GLOBAL_BATCH_SIZE = BATCH_SIZE * NUM_WORKERS
MODEL_DIR = os.getenv("AIP_MODEL_DIR")

train_dataset = make_datasets_unbatched().batch(GLOBAL_BATCH_SIZE)

with strategy.scope():
  # Creation of dataset, and model building/compiling need to be within
  # `strategy.scope()`.
  model = build_and_compile_cnn_model()

model.fit(x=train_dataset, epochs=args.epochs, steps_per_epoch=args.steps)
model.save(MODEL_DIR)

Defining the custom training job.

In [None]:
job = aiplatform.CustomTrainingJob(
    display_name=JOB_NAME, 
    script_path="task.py",
    container_uri=TRAIN_IMAGE, #the container image for training
    requirements=["tensorflow_datasets==1.3.0"], # any additional requirements
    model_serving_container_image_uri=DEPLOY_IMAGE, #the deployment container
)

MODEL_DISPLAY_NAME = "cifar10-" + TIMESTAMP

# Start the training
if TRAIN_GPU:
    model = job.run(
        model_display_name=MODEL_DISPLAY_NAME,
        args=CMDARGS,
        replica_count=1,
        machine_type=TRAIN_COMPUTE,
        accelerator_type=TRAIN_GPU.name,
        accelerator_count=TRAIN_NGPU,
    )
else:
    model = job.run(
        model_display_name=MODEL_DISPLAY_NAME,
        args=CMDARGS,
        replica_count=1,
        machine_type=TRAIN_COMPUTE,
    )

**Deploying the trained model**

In [None]:
DEPLOYED_NAME = "cifar10_deployed-" + TIMESTAMP

TRAFFIC_SPLIT = {"0": 100}

MIN_NODES = 1
MAX_NODES = 1

if DEPLOY_GPU:
    endpoint = model.deploy(
        deployed_model_display_name=DEPLOYED_NAME,
        traffic_split=TRAFFIC_SPLIT,
        machine_type=DEPLOY_COMPUTE,
        accelerator_type=DEPLOY_GPU.name,
        accelerator_count=DEPLOY_NGPU,
        min_replica_count=MIN_NODES,
        max_replica_count=MAX_NODES,
    )
else:
    endpoint = model.deploy(
        deployed_model_display_name=DEPLOYED_NAME,
        traffic_split=TRAFFIC_SPLIT,
        machine_type=DEPLOY_COMPUTE,
        min_replica_count=MIN_NODES,
        max_replica_count=MAX_NODES
    )

Loading and preprocessing the test dataset

In [None]:
# Download the images
! gsutil -m cp -r gs://cloud-samples-data/ai-platform-unified/cifar_test_images .

In [16]:
import numpy as np
from PIL import Image

# Load image data
IMAGE_DIRECTORY = "cifar_test_images"

image_files = [file for file in os.listdir(IMAGE_DIRECTORY) if file.endswith(".jpg")]
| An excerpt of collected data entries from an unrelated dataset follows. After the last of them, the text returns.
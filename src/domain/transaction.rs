//! Transaction records
//!
//! Immutable lines of an account's history plus the time-range filter used
//! by the read side.

use chrono::{DateTime, Duration, NaiveDate, Utc};
use rust_decimal::Decimal;
use serde::{Deserialize, Serialize};
use std::fmt;
use std::str::FromStr;
use uuid::Uuid;

/// Transaction direction
#[derive(Debug, Clone, Copy, PartialEq, Eq, Hash, Serialize, Deserialize)]
#[serde(rename_all = "SCREAMING_SNAKE_CASE")]
pub enum TransactionType {
    Deposit,
    Withdrawal,
}

impl TransactionType {
    /// Column value used in the `transactions.type` column
    pub fn as_str(&self) -> &'static str {
        match self {
            TransactionType::Deposit => "DEPOSIT",
            TransactionType::Withdrawal => "WITHDRAWAL",
        }
    }
}

impl fmt::Display for TransactionType {
    fn fmt(&self, f: &mut fmt::Formatter<'_>) -> fmt::Result {
        f.write_str(self.as_str())
    }
}

impl FromStr for TransactionType {
    type Err = String;

    fn from_str(s: &str) -> Result<Self, Self::Err> {
        match s {
            "DEPOSIT" => Ok(TransactionType::Deposit),
            "WITHDRAWAL" => Ok(TransactionType::Withdrawal),
            other => Err(format!("unknown transaction type: {}", other)),
        }
    }
}

/// A single applied deposit or withdrawal.
///
/// `resulting_balance` snapshots the balance right after this line so
/// history reads never have to replay the account.
#[derive(Debug, Clone, PartialEq, Eq, Serialize, Deserialize)]
pub struct Transaction {
    pub id: Uuid,
    pub account_id: Uuid,
    /// Per-account position, 1-based, tie-breaker for equal timestamps
    pub sequence: i64,
    pub transaction_type: TransactionType,
    pub amount: Decimal,
    pub timestamp: DateTime<Utc>,
    pub resulting_balance: Decimal,
}

impl Transaction {
    /// Signed contribution of this line to the balance
    pub fn signed_amount(&self) -> Decimal {
        match self.transaction_type {
            TransactionType::Deposit => self.amount,
            TransactionType::Withdrawal => -self.amount,
        }
    }
}

/// Inclusive time window for transaction queries. Either bound may be open.
#[derive(Debug, Clone, Copy, Default, PartialEq, Eq)]
pub struct TimeRange {
    pub from: Option<DateTime<Utc>>,
    pub to: Option<DateTime<Utc>>,
}

impl TimeRange {
    pub fn new(from: Option<DateTime<Utc>>, to: Option<DateTime<Utc>>) -> Self {
        Self { from, to }
    }

    /// Unbounded range
    pub fn all() -> Self {
        Self::default()
    }

    /// Day-granularity bounds converted to UTC instants.
    ///
    /// `from` starts at 00:00:00 UTC; `to` ends one nanosecond before the
    /// following midnight, so the whole `to` day is included.
    pub fn from_days(from: Option<NaiveDate>, to: Option<NaiveDate>) -> Self {
        let from = from.and_then(|d| d.and_hms_opt(0, 0, 0)).map(|dt| dt.and_utc());
        let to = to
            .and_then(|d| d.succ_opt())
            .and_then(|d| d.and_hms_opt(0, 0, 0))
            .map(|dt| dt.and_utc() - Duration::nanoseconds(1));
        Self { from, to }
    }

    pub fn contains(&self, instant: DateTime<Utc>) -> bool {
        self.from.map_or(true, |from| instant >= from) && self.to.map_or(true, |to| instant <= to)
    }
}

#[cfg(test)]
mod tests {
    use super::*;
    use chrono::TimeZone;
    use rust_decimal_macros::dec;

    fn at(h: u32, m: u32, s: u32) -> DateTime<Utc> {
        Utc.with_ymd_and_hms(2024, 1, 1, h, m, s).unwrap()
    }

    #[test]
    fn test_transaction_type_round_trip_through_column_value() {
        for ty in [TransactionType::Deposit, TransactionType::Withdrawal] {
            assert_eq!(ty.as_str().parse::<TransactionType>().unwrap(), ty);
        }
        assert!("WITHDRAW".parse::<TransactionType>().is_err());
    }

    #[test]
    fn test_transaction_type_serializes_upper_case() {
        let json = serde_json::to_string(&TransactionType::Withdrawal).unwrap();
        assert_eq!(json, "\"WITHDRAWAL\"");
    }

    #[test]
    fn test_signed_amount() {
        let mut tx = Transaction {
            id: Uuid::new_v4(),
            account_id: Uuid::new_v4(),
            sequence: 1,
            transaction_type: TransactionType::Deposit,
            amount: dec!(25.50),
            timestamp: at(10, 0, 0),
            resulting_balance: dec!(25.50),
        };
        assert_eq!(tx.signed_amount(), dec!(25.50));

        tx.transaction_type = TransactionType::Withdrawal;
        assert_eq!(tx.signed_amount(), dec!(-25.50));
    }

    #[test]
    fn test_range_bounds_are_inclusive() {
        let range = TimeRange::new(Some(at(10, 0, 0)), Some(at(12, 0, 0)));

        assert!(range.contains(at(10, 0, 0)));
        assert!(range.contains(at(12, 0, 0)));
        assert!(!range.contains(at(9, 59, 59)));
        assert!(!range.contains(at(12, 0, 1)));
        assert!(TimeRange::all().contains(at(0, 0, 0)));
    }

    #[test]
    fn test_from_days_covers_whole_end_day() {
        let day = NaiveDate::from_ymd_opt(2024, 1, 1).unwrap();
        let range = TimeRange::from_days(Some(day), Some(day));

        assert_eq!(range.from, Some(at(0, 0, 0)));
        assert!(range.contains(Utc.with_ymd_and_hms(2024, 1, 1, 23, 59, 59).unwrap()));
        assert!(!range.contains(Utc.with_ymd_and_hms(2024, 1, 2, 0, 0, 0).unwrap()));
    }

    #[test]
    fn test_from_days_open_bounds() {
        let range = TimeRange::from_days(None, None);
        assert_eq!(range, TimeRange::all());
    }
}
# Decode JPEG images into numpy arrays
image_data = [
    np.asarray(Image.open(os.path.join(IMAGE_DIRECTORY, file))) for file in image_files
]

# Scale and convert to expected format
x_test = [(image / 255.0).astype(np.float32).tolist() for image in image_data]

# Extract labels from image name
y_test = [int(file.split("_")[1]) for file in image_files]

Finding the accuracy of the predictions

In [None]:
predictions = endpoint.predict(instances=x_test)
y_predicted = np.argmax(predictions.predictions, axis=1)

correct = sum(y_predicted == np.array(y_test))
accuracy = len(y_predicted)
print(
    f"Correct predictions = {correct}, Total predictions = {accuracy}, Accuracy = {correct/accuracy}"
)

If deployed using the UI

In [21]:
ENDPOINT_ID="4759794632735326208" # @param {type:"string"}
PROJECT_ID="249560904503" # @param {type:"string"}

endpoint_name= f"projects/{PROJECT_ID}/locations/europe-west4/endpoints/{ENDPOINT_ID}"
endpoint = aiplatform.Endpoint(endpoint_name=endpoint_name)

In [None]:
predictions = endpoint.predict(instances=x_test)
y_predicted = np.argmax(predictions.predictions, axis=1)

correct = sum(y_predicted == np.array(y_test))
accuracy = len(y_predicted)
print(
    f"Correct predictions = {correct}, Total predictions = {accuracy}, Accuracy = {correct/accuracy}"
)

Undeploy the model

In [None]:
deployed_model_id = endpoint.list_models()[0].id
endpoint.undeploy(deployed_model_id=deployed_model_id)